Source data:
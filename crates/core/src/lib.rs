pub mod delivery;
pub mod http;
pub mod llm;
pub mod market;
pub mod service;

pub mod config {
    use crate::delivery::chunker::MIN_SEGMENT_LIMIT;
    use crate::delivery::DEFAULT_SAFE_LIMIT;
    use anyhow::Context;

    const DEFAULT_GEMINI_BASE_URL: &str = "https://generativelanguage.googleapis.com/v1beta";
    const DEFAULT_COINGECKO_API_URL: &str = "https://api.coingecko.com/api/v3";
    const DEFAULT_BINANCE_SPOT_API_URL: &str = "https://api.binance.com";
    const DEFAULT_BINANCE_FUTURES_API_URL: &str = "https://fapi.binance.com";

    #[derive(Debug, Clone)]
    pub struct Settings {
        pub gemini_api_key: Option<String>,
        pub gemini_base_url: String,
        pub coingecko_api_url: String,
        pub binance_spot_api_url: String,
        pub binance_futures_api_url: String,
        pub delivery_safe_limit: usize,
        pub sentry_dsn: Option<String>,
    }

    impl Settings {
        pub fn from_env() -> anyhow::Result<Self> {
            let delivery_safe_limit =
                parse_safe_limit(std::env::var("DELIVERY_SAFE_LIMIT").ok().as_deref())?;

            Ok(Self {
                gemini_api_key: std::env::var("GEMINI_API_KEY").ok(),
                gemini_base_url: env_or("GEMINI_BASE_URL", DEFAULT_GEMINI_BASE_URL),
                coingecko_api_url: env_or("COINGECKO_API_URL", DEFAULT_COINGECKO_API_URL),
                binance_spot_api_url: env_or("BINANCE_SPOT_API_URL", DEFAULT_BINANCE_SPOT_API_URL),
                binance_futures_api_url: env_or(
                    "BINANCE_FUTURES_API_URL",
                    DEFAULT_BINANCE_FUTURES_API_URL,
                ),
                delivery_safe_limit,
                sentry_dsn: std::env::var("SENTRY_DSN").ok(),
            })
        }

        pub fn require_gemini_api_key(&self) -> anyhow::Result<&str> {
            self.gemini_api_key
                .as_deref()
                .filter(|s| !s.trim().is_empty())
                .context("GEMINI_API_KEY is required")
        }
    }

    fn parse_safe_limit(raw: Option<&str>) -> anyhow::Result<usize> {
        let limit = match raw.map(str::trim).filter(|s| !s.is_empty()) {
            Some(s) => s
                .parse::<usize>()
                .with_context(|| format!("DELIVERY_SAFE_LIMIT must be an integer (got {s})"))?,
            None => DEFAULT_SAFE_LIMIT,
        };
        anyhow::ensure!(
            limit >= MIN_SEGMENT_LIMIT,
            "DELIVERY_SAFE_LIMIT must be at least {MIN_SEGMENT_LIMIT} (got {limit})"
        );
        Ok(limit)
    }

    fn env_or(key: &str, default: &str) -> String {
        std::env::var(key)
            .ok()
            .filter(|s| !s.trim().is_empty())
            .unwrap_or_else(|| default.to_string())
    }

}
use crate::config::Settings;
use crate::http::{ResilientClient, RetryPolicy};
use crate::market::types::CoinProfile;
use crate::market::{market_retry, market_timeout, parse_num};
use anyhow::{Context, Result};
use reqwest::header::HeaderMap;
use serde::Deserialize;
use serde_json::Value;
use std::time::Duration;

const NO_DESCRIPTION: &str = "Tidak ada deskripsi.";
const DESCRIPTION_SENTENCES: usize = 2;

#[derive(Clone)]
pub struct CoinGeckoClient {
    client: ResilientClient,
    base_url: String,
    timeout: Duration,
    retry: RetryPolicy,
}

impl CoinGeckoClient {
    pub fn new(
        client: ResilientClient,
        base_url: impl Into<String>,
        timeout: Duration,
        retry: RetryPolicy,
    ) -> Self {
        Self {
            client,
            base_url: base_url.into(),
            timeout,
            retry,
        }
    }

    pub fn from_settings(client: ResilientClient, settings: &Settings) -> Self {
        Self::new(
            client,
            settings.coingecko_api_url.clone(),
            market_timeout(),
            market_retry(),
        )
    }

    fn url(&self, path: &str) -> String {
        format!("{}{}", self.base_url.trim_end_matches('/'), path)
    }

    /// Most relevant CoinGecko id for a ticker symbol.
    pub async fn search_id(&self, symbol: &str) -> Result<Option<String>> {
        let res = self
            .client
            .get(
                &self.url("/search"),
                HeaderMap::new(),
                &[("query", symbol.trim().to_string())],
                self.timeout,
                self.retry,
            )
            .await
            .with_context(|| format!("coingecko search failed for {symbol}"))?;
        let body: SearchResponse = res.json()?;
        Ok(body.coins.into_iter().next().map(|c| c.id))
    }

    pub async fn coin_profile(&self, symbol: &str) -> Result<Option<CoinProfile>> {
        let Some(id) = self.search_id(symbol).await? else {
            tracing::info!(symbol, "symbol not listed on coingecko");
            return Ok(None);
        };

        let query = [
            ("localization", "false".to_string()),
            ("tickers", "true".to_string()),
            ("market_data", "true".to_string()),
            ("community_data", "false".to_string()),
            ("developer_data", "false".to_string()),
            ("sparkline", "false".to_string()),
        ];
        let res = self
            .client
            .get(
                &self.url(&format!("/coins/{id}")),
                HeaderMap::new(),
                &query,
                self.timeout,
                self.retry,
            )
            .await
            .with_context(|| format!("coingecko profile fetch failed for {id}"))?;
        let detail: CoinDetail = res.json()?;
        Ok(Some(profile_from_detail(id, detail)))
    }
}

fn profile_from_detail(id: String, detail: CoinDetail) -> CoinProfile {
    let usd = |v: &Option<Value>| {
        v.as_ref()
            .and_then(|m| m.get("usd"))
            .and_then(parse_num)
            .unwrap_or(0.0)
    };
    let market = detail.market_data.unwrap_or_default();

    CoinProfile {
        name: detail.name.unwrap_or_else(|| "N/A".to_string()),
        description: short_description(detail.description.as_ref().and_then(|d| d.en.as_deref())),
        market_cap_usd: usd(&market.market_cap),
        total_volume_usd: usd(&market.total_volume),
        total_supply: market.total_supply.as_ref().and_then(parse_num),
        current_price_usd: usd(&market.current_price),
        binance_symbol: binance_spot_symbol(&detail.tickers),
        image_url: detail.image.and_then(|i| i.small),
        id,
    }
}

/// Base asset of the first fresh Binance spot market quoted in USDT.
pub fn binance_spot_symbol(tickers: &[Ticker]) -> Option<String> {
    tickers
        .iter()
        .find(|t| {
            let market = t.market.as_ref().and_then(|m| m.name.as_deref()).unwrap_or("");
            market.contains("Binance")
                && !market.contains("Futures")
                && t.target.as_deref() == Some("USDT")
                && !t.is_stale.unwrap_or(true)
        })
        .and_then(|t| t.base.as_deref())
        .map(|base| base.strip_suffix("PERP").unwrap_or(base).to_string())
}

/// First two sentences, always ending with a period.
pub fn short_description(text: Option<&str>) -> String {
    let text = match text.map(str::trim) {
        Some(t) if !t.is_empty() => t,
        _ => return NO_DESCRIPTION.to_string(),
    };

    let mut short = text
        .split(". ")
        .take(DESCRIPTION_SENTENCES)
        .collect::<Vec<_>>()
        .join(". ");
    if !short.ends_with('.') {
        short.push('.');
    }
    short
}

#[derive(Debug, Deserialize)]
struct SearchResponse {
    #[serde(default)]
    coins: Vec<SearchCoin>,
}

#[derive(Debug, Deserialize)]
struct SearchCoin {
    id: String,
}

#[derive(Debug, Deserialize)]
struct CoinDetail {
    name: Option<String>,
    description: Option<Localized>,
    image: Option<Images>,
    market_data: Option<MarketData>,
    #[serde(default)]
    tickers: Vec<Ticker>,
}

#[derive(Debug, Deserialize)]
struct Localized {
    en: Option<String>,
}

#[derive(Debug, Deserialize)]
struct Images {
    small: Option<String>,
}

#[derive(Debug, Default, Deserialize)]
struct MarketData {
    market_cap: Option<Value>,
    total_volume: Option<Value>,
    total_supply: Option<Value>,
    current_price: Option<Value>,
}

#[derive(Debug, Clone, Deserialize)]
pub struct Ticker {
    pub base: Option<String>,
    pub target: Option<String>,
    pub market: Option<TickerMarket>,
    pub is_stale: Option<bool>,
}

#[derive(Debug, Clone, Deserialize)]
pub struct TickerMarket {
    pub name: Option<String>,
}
* * *
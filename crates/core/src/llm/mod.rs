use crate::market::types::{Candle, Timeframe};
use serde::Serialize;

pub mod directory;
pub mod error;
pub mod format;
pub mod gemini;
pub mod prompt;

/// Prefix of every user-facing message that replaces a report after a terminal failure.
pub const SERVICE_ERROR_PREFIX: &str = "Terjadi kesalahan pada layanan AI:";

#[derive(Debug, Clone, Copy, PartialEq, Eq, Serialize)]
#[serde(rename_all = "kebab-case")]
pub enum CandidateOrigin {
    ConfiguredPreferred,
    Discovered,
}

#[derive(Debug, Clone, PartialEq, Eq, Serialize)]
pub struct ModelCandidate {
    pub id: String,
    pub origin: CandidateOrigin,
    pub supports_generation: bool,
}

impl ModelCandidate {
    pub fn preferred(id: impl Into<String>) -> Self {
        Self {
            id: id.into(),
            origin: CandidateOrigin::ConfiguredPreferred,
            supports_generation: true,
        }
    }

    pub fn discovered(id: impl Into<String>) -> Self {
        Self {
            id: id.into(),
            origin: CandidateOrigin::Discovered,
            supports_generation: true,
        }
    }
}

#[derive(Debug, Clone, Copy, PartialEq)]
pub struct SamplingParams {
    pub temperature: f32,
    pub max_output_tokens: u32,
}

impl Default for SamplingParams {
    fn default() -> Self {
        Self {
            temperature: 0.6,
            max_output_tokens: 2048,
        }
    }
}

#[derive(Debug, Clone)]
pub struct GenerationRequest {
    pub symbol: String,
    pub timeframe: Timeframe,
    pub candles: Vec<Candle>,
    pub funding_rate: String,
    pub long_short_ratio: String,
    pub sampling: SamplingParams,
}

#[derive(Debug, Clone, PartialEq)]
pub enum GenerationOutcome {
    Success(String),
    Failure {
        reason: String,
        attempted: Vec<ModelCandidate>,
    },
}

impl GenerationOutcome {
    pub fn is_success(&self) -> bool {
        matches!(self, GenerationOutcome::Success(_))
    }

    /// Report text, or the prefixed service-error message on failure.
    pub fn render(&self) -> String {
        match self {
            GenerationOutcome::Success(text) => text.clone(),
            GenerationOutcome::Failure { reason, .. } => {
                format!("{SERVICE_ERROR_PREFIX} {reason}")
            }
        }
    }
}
--
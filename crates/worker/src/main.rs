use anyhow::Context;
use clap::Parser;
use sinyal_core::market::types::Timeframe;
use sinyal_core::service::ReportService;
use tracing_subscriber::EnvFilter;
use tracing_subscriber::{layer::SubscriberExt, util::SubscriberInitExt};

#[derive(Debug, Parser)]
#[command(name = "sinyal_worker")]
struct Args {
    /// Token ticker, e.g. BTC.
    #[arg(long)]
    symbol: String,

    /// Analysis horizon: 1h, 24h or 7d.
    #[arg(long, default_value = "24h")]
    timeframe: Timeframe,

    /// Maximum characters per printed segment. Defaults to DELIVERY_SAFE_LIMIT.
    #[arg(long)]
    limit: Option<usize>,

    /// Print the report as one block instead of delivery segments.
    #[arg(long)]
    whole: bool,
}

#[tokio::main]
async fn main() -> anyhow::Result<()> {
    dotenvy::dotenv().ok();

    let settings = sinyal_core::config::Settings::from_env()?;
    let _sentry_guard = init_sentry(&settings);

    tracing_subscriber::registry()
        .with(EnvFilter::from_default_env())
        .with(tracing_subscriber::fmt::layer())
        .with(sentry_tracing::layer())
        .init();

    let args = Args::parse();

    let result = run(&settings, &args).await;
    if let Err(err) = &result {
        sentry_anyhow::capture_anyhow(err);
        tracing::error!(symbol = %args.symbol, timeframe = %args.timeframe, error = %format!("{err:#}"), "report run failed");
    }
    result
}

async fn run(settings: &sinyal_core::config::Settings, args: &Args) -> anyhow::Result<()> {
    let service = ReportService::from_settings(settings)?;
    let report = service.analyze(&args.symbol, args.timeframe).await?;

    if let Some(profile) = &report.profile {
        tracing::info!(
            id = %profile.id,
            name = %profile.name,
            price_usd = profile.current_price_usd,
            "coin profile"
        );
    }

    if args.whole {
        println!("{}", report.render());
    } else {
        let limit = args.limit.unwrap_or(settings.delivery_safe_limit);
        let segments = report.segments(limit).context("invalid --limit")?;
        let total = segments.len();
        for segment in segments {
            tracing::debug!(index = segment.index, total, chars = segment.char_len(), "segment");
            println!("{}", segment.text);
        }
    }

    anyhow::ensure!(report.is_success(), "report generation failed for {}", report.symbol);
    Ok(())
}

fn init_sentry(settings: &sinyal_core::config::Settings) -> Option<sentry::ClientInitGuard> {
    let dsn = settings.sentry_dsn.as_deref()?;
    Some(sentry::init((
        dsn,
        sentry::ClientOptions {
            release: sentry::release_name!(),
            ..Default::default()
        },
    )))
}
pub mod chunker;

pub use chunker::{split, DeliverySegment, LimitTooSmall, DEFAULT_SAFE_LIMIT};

### Prompt
Take exactly the lines from the one containing "let limit = args.limit.unwrap_or(settings.delivery_safe_limit);" through the one containing "generation failed for" in the data above, and output them with nothing added.

### Written solution
        let limit = args.limit.unwrap_or(settings.delivery_safe_limit);
        let segments = report.segments(limit).context("invalid --limit")?;
        let total = segments.len();
        for segment in segments {
            tracing::debug!(index = segment.index, total, chars = segment.char_len(), "segment");
            println!("{}", segment.text);
        }
    }

    anyhow::ensure!(report.is_success(), "report generation failed for {}", report.symbol);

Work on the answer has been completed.